The IBM System/360 (S/360) is a mainframe computer system family that was announced by IBM on April 7, 1964, and delivered between 1965 and 1978. It was the first family of computers designed to cover the complete range of applications, from small to large, both commercial and scientific. The design made a clear distinction between architecture and implementation, allowing IBM to release a suite of compatible designs at different prices. All but the incompatible model 44 and the most expensive systems used microcode to implement the instruction set, which featured 8-bit byte addressing and binary, decimal and (hexadecimal) floating-point calculations.

The launch of the System/360 family introduced IBM's Solid Logic Technology (SLT), a new technology that was the start of more powerful but smaller computers.

The slowest System/360 model announced in 1964, the Model 30, could perform up to 34,500 instructions per second, with memory from 8 to 64 KB. High performance models came later. The 1967 IBM System/360 Model 91 could do up to 16.6 million instructions per second. The larger 360 models could have up to 8 MB of main memory, though main memory that big was unusual—a more typical large installation might have as little as 256 KB of main storage, but 512 KB, 768 KB or 1024 KB was more common.
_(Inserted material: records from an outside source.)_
//! Shared utilities for integration and load testing.

#![allow(dead_code)]

use std::future::Future;
use std::net::SocketAddr;
use std::sync::Arc;
use std::time::Duration;
use tokio::io::{AsyncReadExt, AsyncWriteExt};
use tokio::net::{TcpListener, TcpStream};

use dalal_proxy::config::{ProxyConfig, UpstreamScheme};
use dalal_proxy::{HttpServer, Shutdown};

/// A request as seen by a mock backend.
#[derive(Debug, Clone)]
pub struct RecordedRequest {
    pub method: String,
    pub target: String,
    pub headers: Vec<(String, String)>,
    pub body: Vec<u8>,
}

impl RecordedRequest {
    pub fn header(&self, name: &str) -> Option<&str> {
        self.headers
            .iter()
            .find(|(n, _)| n.eq_ignore_ascii_case(name))
            .map(|(_, v)| v.as_str())
    }
}

async fn read_request(socket: &mut TcpStream) -> Option<RecordedRequest> {
    let mut buf = Vec::new();
    let mut chunk = [0u8; 4096];

    let head_end = loop {
        if let Some(pos) = buf.windows(4).position(|w| w == b"\r\n\r\n") {
            break pos;
        }
        let n = socket.read(&mut chunk).await.ok()?;
        if n == 0 {
            return None;
        }
        buf.extend_from_slice(&chunk[..n]);
    };

    let head = String::from_utf8_lossy(&buf[..head_end]).to_string();
    let mut lines = head.split("\r\n");
    let mut request_line = lines.next()?.split(' ');
    let method = request_line.next()?.to_string();
    let target = request_line.next()?.to_string();
    let headers: Vec<(String, String)> = lines
        .filter_map(|line| {
            let (name, value) = line.split_once(':')?;
            Some((name.trim().to_string(), value.trim().to_string()))
        })
        .collect();

    let content_length = headers
        .iter()
        .find(|(n, _)| n.eq_ignore_ascii_case("content-length"))
        .and_then(|(_, v)| v.parse::<usize>().ok())
        .unwrap_or(0);

    let mut body = buf[head_end + 4..].to_vec();
    while body.len() < content_length {
        let n = socket.read(&mut chunk).await.ok()?;
        if n == 0 {
            break;
        }
        body.extend_from_slice(&chunk[..n]);
    }

    Some(RecordedRequest {
        method,
        target,
        headers,
        body,
    })
}

/// Start a programmable backend; `f` returns the raw HTTP response bytes.
pub async fn start_programmable_backend<F, Fut>(f: F) -> SocketAddr
where
    F: Fn(RecordedRequest) -> Fut + Send + Sync + 'static,
    Fut: Future<Output = String> + Send + 'static,
{
    let listener = TcpListener::bind("127.0.0.1:0").await.unwrap();
    let addr = listener.local_addr().unwrap();
    let f = Arc::new(f);

    tokio::spawn(async move {
        loop {
            match listener.accept().await {
                Ok((mut socket, _)) => {
                    let f = f.clone();
                    tokio::spawn(async move {
                        if let Some(request) = read_request(&mut socket).await {
                            let response = f(request).await;
                            let _ = socket.write_all(response.as_bytes()).await;
                            let _ = socket.shutdown().await;
                        }
                    });
                }
                Err(_) => break,
            }
        }
    });

    addr
}

/// Format a complete response with `Connection: close`.
pub fn http_response(status: &str, headers: &[(&str, &str)], body: &str) -> String {
    let mut response = format!("HTTP/1.1 {}\r\n", status);
    for (name, value) in headers {
        response.push_str(&format!("{}: {}\r\n", name, value));
    }
    response.push_str(&format!(
        "Content-Length: {}\r\nConnection: close\r\n\r\n{}",
        body.len(),
        body
    ));
    response
}

/// Start a simple mock backend that returns a fixed 200 response.
pub async fn start_mock_backend(body: &'static str) -> SocketAddr {
    start_programmable_backend(move |_| async move { http_response("200 OK", &[], body) }).await
}

/// Start a backend answering `METHOD target\nbody` and echoing `x-request-id`.
pub async fn start_echo_backend() -> SocketAddr {
    start_programmable_backend(|request| async move {
        let body = format!(
            "{} {}\n{}",
            request.method,
            request.target,
            String::from_utf8_lossy(&request.body)
        );
        let request_id = request.header("x-request-id").unwrap_or("none").to_string();
        http_response("200 OK", &[("X-Echo-Request-Id", request_id.as_str())], &body)
    })
    .await
}

/// An address on which nothing is listening.
pub async fn closed_addr() -> SocketAddr {
    let listener = TcpListener::bind("127.0.0.1:0").await.unwrap();
    let addr = listener.local_addr().unwrap();
    drop(listener);
    addr
}

/// Proxy configuration targeting the given plain-HTTP backends.
pub fn proxy_config(backends: &[SocketAddr], workers: usize) -> ProxyConfig {
    let mut config = ProxyConfig::default();
    config.workers = workers;
    config.upstream.hosts = backends.iter().map(|addr| addr.to_string()).collect();
    config.upstream.scheme = UpstreamScheme::Http;
    config
}

/// Start the proxy on an ephemeral port; keep the `Shutdown` alive while testing.
pub async fn start_proxy(config: ProxyConfig) -> (SocketAddr, Shutdown) {
    let shutdown = Shutdown::new();
    let server = HttpServer::new(config).unwrap();
    let listener = TcpListener::bind("127.0.0.1:0").await.unwrap();
    let addr = listener.local_addr().unwrap();
    let server_shutdown = shutdown.listener();

    tokio::spawn(async move {
        let _ = server.run(listener, server_shutdown).await;
    });

    (addr, shutdown)
}

/// Send `GET target` over a bare socket and return the response body.
///
/// Bypasses any client-side URL normalization so the exact target bytes reach
/// the proxy.
pub async fn raw_get(proxy: SocketAddr, target: &str) -> String {
    let mut socket = TcpStream::connect(proxy).await.unwrap();
    let request = format!(
        "GET {} HTTP/1.1\r\nHost: {}\r\nConnection: close\r\n\r\n",
        target, proxy
    );
    socket.write_all(request.as_bytes()).await.unwrap();

    let mut response = Vec::new();
    socket.read_to_end(&mut response).await.unwrap();
    let response = String::from_utf8_lossy(&response).to_string();
    let (head, body) = response.split_once("\r\n\r\n").unwrap();
    assert!(head.starts_with("HTTP/1.1 200"), "unexpected response: {}", head);
    body.to_string()
}

/// Test client: no redirects, no environment proxies.
pub fn client() -> reqwest::Client {
    reqwest::Client::builder()
        .no_proxy()
        .redirect(reqwest::redirect::Policy::none())
        .timeout(Duration::from_secs(15))
        .build()
        .unwrap()
}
Up to 8 megabytes of slower (8 microsecond) Large Capacity Storage (LCS) was also available.

The IBM 360 was extremely successful in the market, allowing customers to purchase a smaller system with the knowledge they would always be able to migrate upward if their needs grew, without reprogramming of application software or replacing peripheral devices. Many consider the design one of the most successful computers in history, influencing computer design for years to come.